Write the data out again so that it matches word for word.

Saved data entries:
%%
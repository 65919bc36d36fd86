//! Route configuration.
//!
//! Every path has a default, so partial JSON documents and sparse
//! environments are valid.

use std::path::Path;

use anyhow::Context;
use serde::{Deserialize, Serialize};

/// Entry points outside the protected area.
#[derive(Debug, Clone, PartialEq, Eq, Serialize, Deserialize)]
#[serde(default)]
pub struct RoutePaths {
    /// Generic login page.
    pub auth: String,
    /// Dedicated login page for super admins.
    pub privileged_auth: String,
    /// Target of the full reload after logout.
    pub root: String,
}

impl Default for RoutePaths {
    fn default() -> Self {
        Self {
            auth: "/auth".to_string(),
            privileged_auth: "/super-admin/login".to_string(),
            root: "/".to_string(),
        }
    }
}

/// Landing page per role family.
#[derive(Debug, Clone, PartialEq, Eq, Serialize, Deserialize)]
#[serde(default)]
pub struct DashboardPaths {
    pub super_admin: String,
    pub admin: String,
    pub instructor: String,
    pub branch: String,
    pub student: String,
}

impl Default for DashboardPaths {
    fn default() -> Self {
        Self {
            super_admin: "/super-admin/dashboard".to_string(),
            admin: "/admin/dashboard".to_string(),
            instructor: "/instructor/dashboard".to_string(),
            branch: "/branch-admin/dashboard".to_string(),
            student: "/student/dashboard".to_string(),
        }
    }
}

#[derive(Debug, Clone, Default, PartialEq, Eq, Serialize, Deserialize)]
#[serde(default)]
pub struct GateConfig {
    pub routes: RoutePaths,
    pub dashboards: DashboardPaths,
}

impl GateConfig {
    pub fn from_json_str(raw: &str) -> anyhow::Result<Self> {
        serde_json::from_str(raw).context("invalid gate configuration JSON")
    }

    pub fn from_file(path: impl AsRef<Path>) -> anyhow::Result<Self> {
        let path = path.as_ref();
        let raw = std::fs::read_to_string(path)
            .with_context(|| format!("failed to read gate configuration at {:?}", path))?;
        Self::from_json_str(&raw).with_context(|| format!("in {:?}", path))
    }

    /// Defaults overridden by `CAMPUSGATE_*` environment variables.
    pub fn from_env() -> Self {
        Self::from_lookup(|name| std::env::var(name).ok())
    }

    /// Defaults overridden by whatever `lookup` returns for the
    /// `CAMPUSGATE_*` variable names. Empty values are ignored.
    pub fn from_lookup<F>(lookup: F) -> Self
    where
        F: Fn(&str) -> Option<String>,
    {
        let mut config = Self::default();
        let overrides: [(&str, &mut String); 8] = [
            ("CAMPUSGATE_AUTH_PATH", &mut config.routes.auth),
            ("CAMPUSGATE_PRIVILEGED_AUTH_PATH", &mut config.routes.privileged_auth),
            ("CAMPUSGATE_ROOT_PATH", &mut config.routes.root),
            ("CAMPUSGATE_DASHBOARD_SUPER_ADMIN", &mut config.dashboards.super_admin),
            ("CAMPUSGATE_DASHBOARD_ADMIN", &mut config.dashboards.admin),
            ("CAMPUSGATE_DASHBOARD_INSTRUCTOR", &mut config.dashboards.instructor),
            ("CAMPUSGATE_DASHBOARD_BRANCH", &mut config.dashboards.branch),
            ("CAMPUSGATE_DASHBOARD_STUDENT", &mut config.dashboards.student),
        ];
        for (name, slot) in overrides {
            if let Some(value) = lookup(name).filter(|v| !v.trim().is_empty()) {
                tracing::debug!(variable = name, value = %value, "route override");
                *slot = value;
            }
        }
        config
    }
}

#[cfg(test)]
mod tests {
    use super::*;
    use std::collections::HashMap;

    #[test]
    fn partial_json_keeps_defaults() {
        let config = GateConfig::from_json_str(
            r#"{"routes":{"auth":"/login"},"dashboards":{"student":"/learn"}}"#,
        )
        .unwrap();

        assert_eq!(config.routes.auth, "/login");
        assert_eq!(config.routes.privileged_auth, "/super-admin/login");
        assert_eq!(config.dashboards.student, "/learn");
        assert_eq!(config.dashboards.admin, "/admin/dashboard");
    }

    #[test]
    fn invalid_json_is_reported() {
        let err = GateConfig::from_json_str("{").unwrap_err();
        assert!(err.to_string().contains("invalid gate configuration"));
    }

    #[test]
    fn lookup_overrides_non_empty_values() {
        let env: HashMap<&str, &str> = HashMap::from([
            ("CAMPUSGATE_PRIVILEGED_AUTH_PATH", "/root-login"),
            ("CAMPUSGATE_DASHBOARD_BRANCH", "/branch/home"),
            ("CAMPUSGATE_AUTH_PATH", "  "),
        ]);

        let config = GateConfig::from_lookup(|name| env.get(name).map(|v| v.to_string()));

        assert_eq!(config.routes.privileged_auth, "/root-login");
        assert_eq!(config.dashboards.branch, "/branch/home");
        assert_eq!(config.routes.auth, "/auth");
    }

    #[test]
    fn missing_file_has_context() {
        let err = GateConfig::from_file("/nonexistent/campusgate.json").unwrap_err();
        assert!(format!("{err:#}").contains("failed to read gate configuration"));
    }
}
%%
Result of this exercise:
repository 65919bc36d36fd86
//! Route configuration.
//!
//! Every path has a default, so partial JSON documents and sparse
//! environments are valid.

use std::path::Path;

use anyhow::Context;
use serde::{Deserialize, Serialize};

/// Entry points outside the protected area.
#[derive(Debug, Clone, PartialEq, Eq, Serialize, Deserialize)]
#[serde(default)]
pub struct RoutePaths {
    /// Generic login page.
    pub auth: String,
    /// Dedicated login page for super admins.
    pub privileged_auth: String,
    /// Target of the full reload after logout.
    pub root: String,
}

impl Default for RoutePaths {
    fn default() -> Self {
        Self {
            auth: "/auth".to_string(),
            privileged_auth: "/super-admin/login".to_string(),
            root: "/".to_string(),
        }
    }
}

/// Landing page per role family.
#[derive(Debug, Clone, PartialEq, Eq, Serialize, Deserialize)]
#[serde(default)]
pub struct DashboardPaths {
    pub super_admin: String,
    pub admin: String,
    pub instructor: String,
    pub branch: String,
    pub student: String,
}

impl Default for DashboardPaths {
    fn default() -> Self {
        Self {
            super_admin: "/super-admin/dashboard".to_string(),
            admin: "/admin/dashboard".to_string(),
            instructor: "/instructor/dashboard".to_string(),
            branch: "/branch-admin/dashboard".to_string(),
            student: "/student/dashboard".to_string(),
        }
    }
}

#[derive(Debug, Clone, Default, PartialEq, Eq, Serialize, Deserialize)]
#[serde(default)]
pub struct GateConfig {
    pub routes: RoutePaths,
    pub dashboards: DashboardPaths,
}

impl GateConfig {
    pub fn from_json_str(raw: &str) -> anyhow::Result<Self> {
        serde_json::from_str(raw).context("invalid gate configuration JSON")
    }

    pub fn from_file(path: impl AsRef<Path>) -> anyhow::Result<Self> {
        let path = path.as_ref();
        let raw = std::fs::read_to_string(path)
            .with_context(|| format!("failed to read gate configuration at {:?}", path))?;
        Self::from_json_str(&raw).with_context(|| format!("in {:?}", path))
    }

    /// Defaults overridden by `CAMPUSGATE_*` environment variables.
    pub fn from_env() -> Self {
        Self::from_lookup(|name| std::env::var(name).ok())
    }

    /// Defaults overridden by whatever `lookup` returns for the
    /// `CAMPUSGATE_*` variable names. Empty values are ignored.
    pub fn from_lookup<F>(lookup: F) -> Self
    where
        F: Fn(&str) -> Option<String>,
    {
        let mut config = Self::default();
        let overrides: [(&str, &mut String); 8] = [
            ("CAMPUSGATE_AUTH_PATH", &mut config.routes.auth),
            ("CAMPUSGATE_PRIVILEGED_AUTH_PATH", &mut config.routes.privileged_auth),
            ("CAMPUSGATE_ROOT_PATH", &mut config.routes.root),
            ("CAMPUSGATE_DASHBOARD_SUPER_ADMIN", &mut config.dashboards.super_admin),
            ("CAMPUSGATE_DASHBOARD_ADMIN", &mut config.dashboards.admin),
            ("CAMPUSGATE_DASHBOARD_INSTRUCTOR", &mut config.dashboards.instructor),
            ("CAMPUSGATE_DASHBOARD_BRANCH", &mut config.dashboards.branch),
            ("CAMPUSGATE_DASHBOARD_STUDENT", &mut config.dashboards.student),
        ];
        for (name, slot) in overrides {
            if let Some(value) = lookup(name).filter(|v| !v.trim().is_empty()) {
                tracing::debug!(variable = name, value = %value, "route override");
                *slot = value;
            }
        }
        config
    }
}

#[cfg(test)]
mod tests {
    use super::*;
    use std::collections::HashMap;

    #[test]
    fn partial_json_keeps_defaults() {
        let config = GateConfig::from_json_str(
            r#"{"routes":{"auth":"/login"},"dashboards":{"student":"/learn"}}"#,
        )
        .unwrap();

        assert_eq!(config.routes.auth, "/login");
        assert_eq!(config.routes.privileged_auth, "/super-admin/login");
        assert_eq!(config.dashboards.student, "/learn");
        assert_eq!(config.dashboards.admin, "/admin/dashboard");
    }

    #[test]
    fn invalid_json_is_reported() {
        let err = GateConfig::from_json_str("{").unwrap_err();
        assert!(err.to_string().contains("invalid gate configuration"));
    }

    #[test]
    fn lookup_overrides_non_empty_values() {
        let env: HashMap<&str, &str> = HashMap::from([
            ("CAMPUSGATE_PRIVILEGED_AUTH_PATH", "/root-login"),
            ("CAMPUSGATE_DASHBOARD_BRANCH", "/branch/home"),
            ("CAMPUSGATE_AUTH_PATH", "  "),
        ]);

        let config = GateConfig::from_lookup(|name| env.get(name).map(|v| v.to_string()));

        assert_eq!(config.routes.privileged_auth, "/root-login");
        assert_eq!(config.dashboards.branch, "/branch/home");
        assert_eq!(config.routes.auth, "/auth");
    }

    #[test]
    fn missing_file_has_context() {
        let err = GateConfig::from_file("/nonexistent/campusgate.json").unwrap_err();
        assert!(format!("{err:#}").contains("failed to read gate configuration"));
    }
}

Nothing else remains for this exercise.